A similar result is obtained for functions with values in a Riesz space when a stability condition is required (which is obviously verified in the case of the real line)

Theorem 2.3 Let $\mathcal{K}$ be an order compact subset of a Riesz space E. Let $f:\mathcal{K}\to F$ be an order continuous function defined on $\mathcal{K}$ into an order complete Riesz space F such that $x\vee y\in f\left(\mathcal{K}\right)$ and $x\wedge y\in f\left(\mathcal{K}\right)$ for all $x,y\in f\left(\mathcal{K}\right)$ . Then $f$ achieves its supremum and infimum values.

Proof. According to Theorem 1.1 and Theorem 1.2, $f\left(\mathcal{K}\right)$ is order compact and order complete. So, to conclude the proof, it suffices to apply the definition 1.2. ◼

Theorem 2.4 Let $\mathcal{K}$ be an order compact subset of an order complete Riesz space E. Denote by $f_{\mathcal{K}}$ the mapping $x\to \inf \left\{\left|x-a\right|:a\in \mathcal{K}\right\}$ from E to $E_{+}$ . Then $f_{\mathcal{K}}$ is well defined and satisfies:

(i) $\forall x\in E$ , $x\in \mathcal{K}\iff f_{\mathcal{K}}\left(x\right)=0$

(ii) $\forall x,y\in E$ , $\left|f_{\mathcal{K}}\left(x\right)-f_{\mathcal{K}}\left(y\right)\right|\le \left|x-y\right|$ .

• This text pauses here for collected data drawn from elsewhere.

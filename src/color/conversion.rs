//! Color space conversion and perceptual distance
//!
//! Samples are converted from their native channel triple to sRGB, then
//! through linear light to CIE Lab (D65). Distances are CIEDE2000.
//!
//! CIEDE2000 is symmetric and zero for identical inputs but is not a metric:
//! the triangle inequality does not hold in general.
//!
//! Algorithm tag: `algo-ciede2000-distance`

use palette::color_difference::Ciede2000;
use palette::{FromColor, Lab, Srgb};

use crate::Color;

/// Perceptually uniform representation used only for distance computation
pub type PerceptualColor = Lab;

/// Converter between native color triples and Lab
#[derive(Debug, Clone, Copy, Default)]
pub struct ColorConverter;

impl ColorConverter {
    /// Create a new color converter
    pub fn new() -> Self {
        Self
    }

    /// Convert a native color sample to Lab
    ///
    /// # Arguments
    ///
    /// * `color` - Color in native channel order
    ///
    /// # Returns
    ///
    /// Lab color under the D65 illuminant
    pub fn to_perceptual(&self, color: Color) -> PerceptualColor {
        let srgb: Srgb<f32> = color.to_srgb().into_format();
        Lab::from_color(srgb)
    }

    /// CIEDE2000 difference between two Lab colors
    pub fn perceptual_distance(&self, lab1: PerceptualColor, lab2: PerceptualColor) -> f32 {
        lab1.difference(lab2)
    }

    /// CIEDE2000 difference between two native color samples
    pub fn distance(&self, color1: Color, color2: Color) -> f32 {
        self.perceptual_distance(self.to_perceptual(color1), self.to_perceptual(color2))
    }
}

#[cfg(test)]
mod tests {
    use super::*;

    const SAMPLES: [Color; 8] = [
        Color::new(0, 0, 0),
        Color::new(255, 255, 255),
        Color::new(0, 0, 255),
        Color::new(0, 165, 255),
        Color::new(255, 0, 0),
        Color::new(12, 200, 37),
        Color::new(90, 90, 91),
        Color::new(200, 10, 140),
    ];

    #[test]
    fn test_to_perceptual_black() {
        let converter = ColorConverter::new();
        let lab = converter.to_perceptual(Color::new(0, 0, 0));
        assert!(lab.l < 1.0);
    }

    #[test]
    fn test_to_perceptual_white() {
        let converter = ColorConverter::new();
        let lab = converter.to_perceptual(Color::new(255, 255, 255));
        assert!(lab.l > 99.0);
        assert!(lab.a.abs() < 1.0);
        assert!(lab.b.abs() < 1.0);
    }

    #[test]
    fn test_channel_order_is_native() {
        let converter = ColorConverter::new();
        // Blue in native order is (255, 0, 0); Lab b* should be strongly negative
        let blue = converter.to_perceptual(Color::new(255, 0, 0));
        assert!(blue.b < -50.0);

        let red = converter.to_perceptual(Color::new(0, 0, 255));
        assert!(red.a > 50.0);
    }

    #[test]
    fn test_distance_identity() {
        let converter = ColorConverter::new();
        for color in SAMPLES {
            assert!(converter.distance(color, color).abs() < 1e-4);
        }
    }

    #[test]
    fn test_distance_symmetry() {
        let converter = ColorConverter::new();
        for a in SAMPLES {
            for b in SAMPLES {
                let ab = converter.distance(a, b);
                let ba = converter.distance(b, a);
                assert!(ab >= 0.0);
                assert!((ab - ba).abs() < 1e-3, "{a} vs {b}: {ab} != {ba}");
            }
        }
    }

    #[test]
    fn test_distance_reference_pair() {
        // Sharma et al. test data, pair 1
        let converter = ColorConverter::new();
        let lab1 = Lab::new(50.0, 2.6772, -79.7751);
        let lab2 = Lab::new(50.0, 0.0, -82.7485);
        let delta = converter.perceptual_distance(lab1, lab2);
        assert!((delta - 2.0425).abs() < 1e-3);
    }

    #[test]
    fn test_distinct_colors_are_far_apart() {
        let converter = ColorConverter::new();
        let delta = converter.distance(Color::new(0, 0, 255), Color::new(0, 255, 0));
        assert!(delta > 50.0);
    }
}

Proof. (i) Pick any $x$ in E, in view of ([2] (a) Corollary 8.7, p. 318) we can conclude that the mapping $g_x$ : $a\to \left|a-x\right|$ from $\mathcal{K}$ to $E_{+}$ satisfies

$\left|g_x\left(a\right)-g_x\left(b\right)\right|=\left|\left|x-a\right|-\left|x-b\right|\right|\le \left|a-b\right|$

for all $a,b\in \mathcal{K}$ .

Now take ${\left\{a_{\alpha }\right\}}_{\alpha }$ a net in $\mathcal{K}$ with $a_{\alpha }\stackrel{o}{\to }a$ . and $\left|a_{\alpha }-a\right|\le u_{\alpha }\downarrow 0$ . Then $\left|g_x\left(a_{\alpha }\right)-g_x\left(a\right)\right|\le \left|a_{\alpha }-a\right|\le u_{\alpha }\downarrow 0$ and $g_x$ is order continuous. It follows from Theorem.1.4 that $g_x$ achieves its infimums values in $\mathcal{K}$ . Then the function $f_{\mathcal{K}}$ is well defined and the proof of (i) is obviously obtained.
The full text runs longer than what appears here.